** Input records follows **

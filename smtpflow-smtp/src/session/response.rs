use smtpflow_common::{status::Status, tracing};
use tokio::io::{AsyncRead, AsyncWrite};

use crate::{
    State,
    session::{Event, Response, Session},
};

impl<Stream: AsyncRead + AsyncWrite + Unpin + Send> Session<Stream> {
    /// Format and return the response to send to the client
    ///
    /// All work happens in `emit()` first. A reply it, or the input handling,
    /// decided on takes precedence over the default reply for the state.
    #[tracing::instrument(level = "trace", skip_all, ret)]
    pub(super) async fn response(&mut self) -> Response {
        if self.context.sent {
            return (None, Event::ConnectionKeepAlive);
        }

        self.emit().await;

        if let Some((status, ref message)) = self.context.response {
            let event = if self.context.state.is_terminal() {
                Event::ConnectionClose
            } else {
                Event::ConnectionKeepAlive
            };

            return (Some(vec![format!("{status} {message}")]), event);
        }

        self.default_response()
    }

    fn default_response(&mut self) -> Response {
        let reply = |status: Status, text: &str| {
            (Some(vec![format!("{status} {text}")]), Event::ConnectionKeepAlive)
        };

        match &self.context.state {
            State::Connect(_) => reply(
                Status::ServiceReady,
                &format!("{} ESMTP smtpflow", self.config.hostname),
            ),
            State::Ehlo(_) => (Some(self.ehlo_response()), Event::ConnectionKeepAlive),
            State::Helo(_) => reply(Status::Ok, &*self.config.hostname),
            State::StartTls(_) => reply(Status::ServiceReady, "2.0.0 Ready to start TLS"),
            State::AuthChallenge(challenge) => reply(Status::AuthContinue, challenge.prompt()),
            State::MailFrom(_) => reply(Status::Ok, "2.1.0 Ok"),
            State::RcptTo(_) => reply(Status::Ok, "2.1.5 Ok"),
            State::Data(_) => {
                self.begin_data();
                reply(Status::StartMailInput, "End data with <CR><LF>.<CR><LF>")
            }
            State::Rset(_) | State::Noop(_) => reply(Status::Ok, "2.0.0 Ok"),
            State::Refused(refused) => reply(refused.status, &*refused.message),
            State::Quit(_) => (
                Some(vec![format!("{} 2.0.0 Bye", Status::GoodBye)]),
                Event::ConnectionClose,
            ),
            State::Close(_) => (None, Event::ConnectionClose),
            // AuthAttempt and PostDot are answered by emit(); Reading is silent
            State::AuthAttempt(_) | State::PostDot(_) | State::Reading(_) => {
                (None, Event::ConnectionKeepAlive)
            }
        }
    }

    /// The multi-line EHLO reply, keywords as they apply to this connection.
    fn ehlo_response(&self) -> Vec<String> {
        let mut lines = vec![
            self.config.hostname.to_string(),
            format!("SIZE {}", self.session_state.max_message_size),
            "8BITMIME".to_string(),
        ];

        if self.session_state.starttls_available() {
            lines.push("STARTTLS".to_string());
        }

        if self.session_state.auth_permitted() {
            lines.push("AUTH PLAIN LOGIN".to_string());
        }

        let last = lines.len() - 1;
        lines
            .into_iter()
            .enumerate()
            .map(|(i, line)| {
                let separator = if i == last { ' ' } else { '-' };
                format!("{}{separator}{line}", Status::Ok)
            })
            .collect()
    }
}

** End of Input records **
** Input records follows **

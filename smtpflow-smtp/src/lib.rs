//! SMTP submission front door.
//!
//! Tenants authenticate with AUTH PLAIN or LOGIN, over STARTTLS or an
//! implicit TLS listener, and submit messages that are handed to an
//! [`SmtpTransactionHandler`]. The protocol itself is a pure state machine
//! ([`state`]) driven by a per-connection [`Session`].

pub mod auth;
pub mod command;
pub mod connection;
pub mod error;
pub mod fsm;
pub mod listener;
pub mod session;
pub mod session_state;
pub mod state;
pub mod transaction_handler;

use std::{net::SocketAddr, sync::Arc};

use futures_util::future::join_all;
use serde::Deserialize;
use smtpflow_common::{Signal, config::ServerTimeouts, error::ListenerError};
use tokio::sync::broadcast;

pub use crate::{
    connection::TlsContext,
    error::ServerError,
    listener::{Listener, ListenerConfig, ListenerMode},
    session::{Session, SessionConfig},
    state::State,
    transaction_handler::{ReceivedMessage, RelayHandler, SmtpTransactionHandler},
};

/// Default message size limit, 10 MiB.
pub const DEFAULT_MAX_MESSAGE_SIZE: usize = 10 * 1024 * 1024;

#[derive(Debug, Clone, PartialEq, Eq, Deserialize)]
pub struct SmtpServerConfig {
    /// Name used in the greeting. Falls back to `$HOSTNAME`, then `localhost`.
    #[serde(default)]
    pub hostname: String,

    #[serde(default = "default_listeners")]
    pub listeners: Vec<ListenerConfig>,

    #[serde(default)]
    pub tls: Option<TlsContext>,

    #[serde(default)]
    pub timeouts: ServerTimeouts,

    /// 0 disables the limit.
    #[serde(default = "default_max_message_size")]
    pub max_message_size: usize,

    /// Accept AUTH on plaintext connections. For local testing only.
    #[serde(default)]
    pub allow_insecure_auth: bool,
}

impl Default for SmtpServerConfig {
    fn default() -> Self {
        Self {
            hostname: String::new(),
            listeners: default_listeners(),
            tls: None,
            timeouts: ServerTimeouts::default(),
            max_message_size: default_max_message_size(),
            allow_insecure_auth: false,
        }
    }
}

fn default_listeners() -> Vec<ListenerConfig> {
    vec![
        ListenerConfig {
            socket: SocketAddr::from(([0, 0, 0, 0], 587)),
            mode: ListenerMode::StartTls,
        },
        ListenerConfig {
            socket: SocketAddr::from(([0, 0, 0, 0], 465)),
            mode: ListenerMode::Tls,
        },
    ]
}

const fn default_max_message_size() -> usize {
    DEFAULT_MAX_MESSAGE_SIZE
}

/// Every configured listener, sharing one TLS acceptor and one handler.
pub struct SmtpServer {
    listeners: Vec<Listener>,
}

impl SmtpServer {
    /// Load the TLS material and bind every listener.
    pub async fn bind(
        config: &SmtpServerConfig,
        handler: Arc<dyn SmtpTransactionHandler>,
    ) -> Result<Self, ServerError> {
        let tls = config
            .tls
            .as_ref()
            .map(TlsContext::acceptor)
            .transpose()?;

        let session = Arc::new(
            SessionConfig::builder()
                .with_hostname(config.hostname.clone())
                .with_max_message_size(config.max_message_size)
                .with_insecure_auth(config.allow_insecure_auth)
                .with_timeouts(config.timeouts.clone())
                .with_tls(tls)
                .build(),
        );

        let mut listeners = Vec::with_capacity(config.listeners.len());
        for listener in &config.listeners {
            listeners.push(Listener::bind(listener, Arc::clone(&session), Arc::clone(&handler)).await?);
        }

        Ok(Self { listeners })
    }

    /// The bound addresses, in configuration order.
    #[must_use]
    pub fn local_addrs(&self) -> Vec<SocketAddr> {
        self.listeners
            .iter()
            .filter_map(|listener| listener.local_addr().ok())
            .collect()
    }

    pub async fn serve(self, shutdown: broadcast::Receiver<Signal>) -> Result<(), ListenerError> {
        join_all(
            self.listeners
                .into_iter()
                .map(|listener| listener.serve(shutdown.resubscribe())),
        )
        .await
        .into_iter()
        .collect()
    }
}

** End of Input records **

• _Exercise brief_: Look through the data and show every line containing "Signal".

• _Written solution_:
use smtpflow_common::{Signal, config::ServerTimeouts, error::ListenerError};
    pub async fn serve(self, shutdown: broadcast::Receiver<Signal>) -> Result<(), ListenerError> {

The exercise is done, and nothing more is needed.